Эта бабушка Маруся воскликнула однажды, увидев, как выскочил из «садочка» цыплёнок и побежал по двору:
— Ой, цапло́к побежал! — чем изрядно удивила мою бабушку Марусю и насмешила меня (я поспешила скрыться в доме, но убегая услышала, как бабушка моя переспросила изумлённо: «Кто-о-о?»).
Я-то видела, кто, а бабушка моя не видела, сама она говорила в целом очень правильно, лишь однажды оступившись в пётнушко и до самой смерти юмористически изживая «травму»: как так могла «ма́теря» опозориться перед дочерью-учительницей?
«Матери» она как раз никогда не стыдилась и не признавала формы «мать»: раз дочери, дочерью, то как иначе говорить, если не матери, матерью и (в именительном падеже) ма́теря? Только ма́теря и до́черя, и никак не по-другому.
(Но уж зато мама моя до самой своей смерти любовно и игрово упрекала меня в непослушании: тебе что ма́теря сказала?)

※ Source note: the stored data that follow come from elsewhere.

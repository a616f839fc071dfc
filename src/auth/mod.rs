//! Authentication
//!
//! Credential verification, token issuing, single-use access-token
//! enforcement and refresh-token rotation.
//!
//! # Usage
//!
//! ```rust,ignore
//! use portfolio_api::auth::{MemoryUserStore, SessionManager};
//!
//! let sessions = SessionManager::new(Arc::new(MemoryUserStore::new()), config)?;
//! let login = sessions.login("admin@example.com", "admin123").await?;
//! let caller = sessions.validate_access_token(&login.access_token).await?;
//! ```

pub mod extractors;
pub mod handlers;
pub mod middleware;
pub mod models;
pub mod password;
pub mod service;
pub mod store;
pub mod tokens;

#[cfg(test)]
mod flow_tests;

// Re-export commonly used types
pub use extractors::{AuthUser, ValidatedJson};
pub use handlers::{create_routes, AuthState};
pub use middleware::{require_admin, require_auth, REFRESH_TOKEN_HEADER};
pub use models::*;
pub use password::{Argon2Hasher, CredentialVerifier};
pub use service::{Authenticated, SessionManager};
pub use store::{MemoryUserStore, PgUserStore, UserStore};
pub use tokens::{IssuedToken, TokenIssuer, TokenSigner, TokenVerifier};
//! Portfolio API
//!
//! REST backend for a developer portfolio:
//! - Public project listing with category/featured filters and sorting
//! - Admin-only project create, update and delete
//! - Argon2id password hashing
//! - Single-use JWT access tokens
//! - Refresh tokens that are consumed on use and rotated through the
//!   `X-Refresh-Token` response header
//! - Contact form delivered over SMTP
//!
//! # Configuration
//!
//! All configuration is loaded from environment variables; see
//! [`config::AppConfig::from_env`].
//!
//! # Usage
//!
//! ```rust,ignore
//! let pool = portfolio_api::db::connect(&config.database).await?;
//! portfolio_api::db::run_migrations(&pool).await?;
//!
//! let state = AppState::postgres(pool, &config)?;
//! axum::serve(listener, portfolio_api::create_router(state)).await?;
//! ```

pub mod auth;
pub mod config;
pub mod contact;
pub mod db;
pub mod error;
pub mod projects;

#[cfg(test)]
pub(crate) mod test_support;

// Re-export commonly used types
pub use auth::{AuthUser, SessionManager};
pub use config::{AppConfig, AuthConfig, ConfigError};
pub use error::{AuthError, ServiceError};

use auth::PgUserStore;
use contact::{Mailer, SmtpMailer};
use projects::{PgProjectStore, ProjectStore};

use axum::{routing::get, Json, Router};
use sqlx::PgPool;
use std::sync::Arc;
use tower_http::{cors::CorsLayer, trace::TraceLayer};

/// Errors raised while wiring the application together
#[derive(Debug, thiserror::Error)]
pub enum StartupError {
    #[error(transparent)]
    Auth(#[from] AuthError),

    #[error(transparent)]
    Service(#[from] ServiceError),
}

/// Shared handles for every route group
#[derive(Clone)]
pub struct AppState {
    pub sessions: Arc<SessionManager>,
    pub projects: Arc<dyn ProjectStore>,
    pub mailer: Arc<dyn Mailer>,
}

impl AppState {
    /// Wire the PostgreSQL stores and SMTP mailer around one pool
    pub fn postgres(db: PgPool, config: &AppConfig) -> Result<Self, StartupError> {
        let users = Arc::new(PgUserStore::new(db.clone()));

        Ok(Self {
            sessions: Arc::new(SessionManager::new(users, config.auth.clone())?),
            projects: Arc::new(PgProjectStore::new(db)),
            mailer: Arc::new(SmtpMailer::new(&config.mail)?),
        })
    }
}

/// Build the full application router
pub fn create_router(state: AppState) -> Router {
    let api = Router::new()
        .merge(auth::create_routes(state.sessions.clone()))
        .merge(projects::create_routes(
            state.projects.clone(),
            state.sessions.clone(),
        ))
        .merge(contact::create_routes(state.mailer.clone()));

    Router::new()
        .nest("/api", api)
        .route("/health", get(health))
        .layer(TraceLayer::new_for_http())
        .layer(CorsLayer::permissive())
}

/// GET /health
async fn health() -> Json<serde_json::Value> {
    Json(serde_json::json!({
        "status": "ok",
        "version": env!("CARGO_PKG_VERSION")
    }))
}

Откуда в речь бабушки Маруси Поповой (она замуж выходила, один раз или несколько, не знаю, знаю только, что она долгое время жила на Кавказе с мужем, но как и когда — и почему — вернулась в Нововасильевку, я не знаю; а может даже и не возвращалась, а приезжала погостить подолгу? фамилии я её по мужу никогда не знала, потому что не спрашивала: кто же в бессмертно-нескончаемом детстве интересуется такими мелочами?) заскочил этот цапло́к, я до сих пор не знаю.
Вот сейчас поискала специально — и нашла только форму цыпло́к, да и то во владимирском диалекте.
Значит ли это, что отец бабушки Маруси Иван Попов был не из тамбовских перво-перво-пере-селенцев, а из чуть более (несколькими годами или месяцами) поздних владимирских (в книге Г. В. Каниболоцкого говорится и о владимирцах, но фамилия Поповых не называется, — а среди тамбовских есть аж два Попова, да и бабушка Маруся всегда говорила о Тамбове)?
Или это их мать, первая жена бабушкиного отца, была из владимирских?
Так или иначе, цаплок этот выскочил из садочка и побежал, а за ним побежали садушка с грядушкой и вся бабушкина и дедушкина тамбовская речь — о которой я теперь совершенно точно знаю, что она тамбовская:
«Таким образом, к числу характерных для тамбовских говоров признаков могут быть отнесены следующие явления:
– умеренное яканье (ассимилятивно-диссимилятивный тип вокализма первого предударного слога после мягких согласных, выступающий в нескольких разновидностях (в основном новоселковский и кидусовский, реже култуковский и ореховский)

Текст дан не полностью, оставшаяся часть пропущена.